The granular, role-specific nature of this informal skills training, however, is also why it’s historically been impractical for formal L&D teams to produce. Social technologies have sought to change that, but early text-centric solutions fizzled as employees were loath to write.

Solving that challenge, however, is a familiar technology in a new role: video.Social Learning: When Employees Teach Each Other Using Panopto - A Video Platform

Quick to record, easy to follow along, and inexpensive to curate and manage, video is helping organizations capture, preserve, and share more of their institutional knowledge — and in turn, speeding up employee onboarding, reducing time and expense wasted “reinventing the wheel,” and facilitating innovation through more efficient incremental advancements.

Video-Based Social Learning Adds Context and Perspective

For most organizations, fostering informal learning won’t be completely new. Here’s what makes video-enabled knowledge sharing different from:

Knowledge Management — If knowledge management is the top-down process of discovering and preserving institutional knowledge, social learning is the other side of the coin, a bottom-up process that enables any employee to decide what expertise is important to share. This “wisdom of the crowd” approach often uncovers new and unexpected points of expertise that can then be leveraged across the organization.

Social Collaboration Tools — While a step in the right direction, most text-based internal social networks and wikis simply can’t replace the value of getting a face-to-face answer to a question from the in-house expert.

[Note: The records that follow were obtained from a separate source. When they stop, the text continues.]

//! API Module
//!
//! HTTP API layer of the server, versioned under `/api/v1`.
//! Each submodule handles endpoints for a specific domain.

pub mod agent;
pub mod artifact;
pub mod error;
pub mod health;
pub mod job;
pub mod project;
pub mod server;
pub mod watch;

use axum::{
    Router,
    extract::DefaultBodyLimit,
    routing::{delete, get, post},
};
use ciwi_core::API_PREFIX;
use tower_http::cors::CorsLayer;
use tower_http::services::ServeDir;
use tower_http::trace::TraceLayer;

use crate::state::AppState;

/// Largest artifact upload body (base64 inflates the raw bytes by a third)
const MAX_UPLOAD_BODY: usize = 512 * 1024 * 1024;

/// Create the main router with all endpoints
pub fn create_router(state: AppState) -> Router {
    let api = Router::new()
        // Agent endpoints
        .route("/heartbeat", post(agent::heartbeat))
        .route("/agent/lease", post(agent::lease))
        .route("/agents", get(agent::list_agents))
        .route("/agents/{id}/update", post(agent::request_update))
        .route("/agents/{id}/restart", post(agent::request_restart))
        .route("/agents/{id}/wipe-cache", post(agent::request_cache_wipe))
        .route("/agents/{id}/wipe-history", post(agent::request_history_wipe))
        .route("/agents/{id}/flush-history", post(agent::flush_history))
        // Job endpoints
        .route("/jobs", get(job::list_jobs).post(job::enqueue_job))
        .route("/jobs/clear-queue", post(job::clear_queue))
        .route("/jobs/flush-history", post(job::flush_history))
        .route("/jobs/{id}", get(job::get_job))
        .route("/jobs/{id}", delete(job::delete_job))
        .route("/jobs/{id}/status", post(job::update_status))
        .route("/jobs/{id}/events", get(job::list_events))
        .route("/jobs/{id}/unblock", post(job::unblock_job))
        .route("/jobs/{id}/unmet", get(job::unmet_requirements))
        .route(
            "/jobs/{id}/artifacts",
            get(artifact::list_artifacts)
                .post(artifact::upload_artifacts)
                .layer(DefaultBodyLimit::max(MAX_UPLOAD_BODY)),
        )
        .route(
            "/jobs/{id}/tests",
            get(artifact::get_test_report).post(artifact::upload_test_report),
        )
        // Project endpoints
        .route("/projects", get(project::list_projects))
        .route("/projects/load", post(project::load_project))
        .route("/projects/{id}", get(project::get_project))
        .route("/pipelines/{id}/trigger", post(project::trigger_pipeline))
        .route(
            "/vault/connections",
            get(project::list_vault_connections).put(project::save_vault_connection),
        )
        // Server endpoints
        .route("/state", get(watch::get_state))
        .route("/state/stream", get(watch::stream_state))
        .route(
            "/server/update",
            get(server::update_progress).post(server::request_update),
        );

    let artifacts = ServeDir::new(&state.config.artifacts_dir);

    Router::new()
        .route("/healthz", get(health::health_check))
        .nest(API_PREFIX, api)
        .nest_service("/artifacts", artifacts)
        .with_state(state)
        .layer(CorsLayer::permissive())
        .layer(TraceLayer::new_for_http())
}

Video’s combination of text, imagery, and humanity offer a better learning experience employees are more likely to actually use.

Visualizing the Opportunities

The value of organized social learning is in its breadth — the practice can amplify most any shared information between employees. Here are some of today’s most popular strategies:

  • Introducing employees and foster connections between subject matter experts
  • Demonstrating job-specific functions and role-specific techniques
  • Explain new product and process developments with complete visual detail
  • Sharing answers to everyday workplace questions in order to improve team efficiency
  • Recording meetings both as a training resource and past reference
  • Preserving employees expertise prior to retirement or departure

 

Identifying Challenges

As with any organizational learning program, a video social learning initiative requires some level of support, investment, and oversight. Chiefly:

Cultural Support — Employees will be looking for signs that a new initiative is supported at the top, so getting executives to participate will bolster company-wide adoption. And be sure to set expectations that the company values information over appearance — social videos don’t need Hollywood-level production values, just useful know-how and expertise.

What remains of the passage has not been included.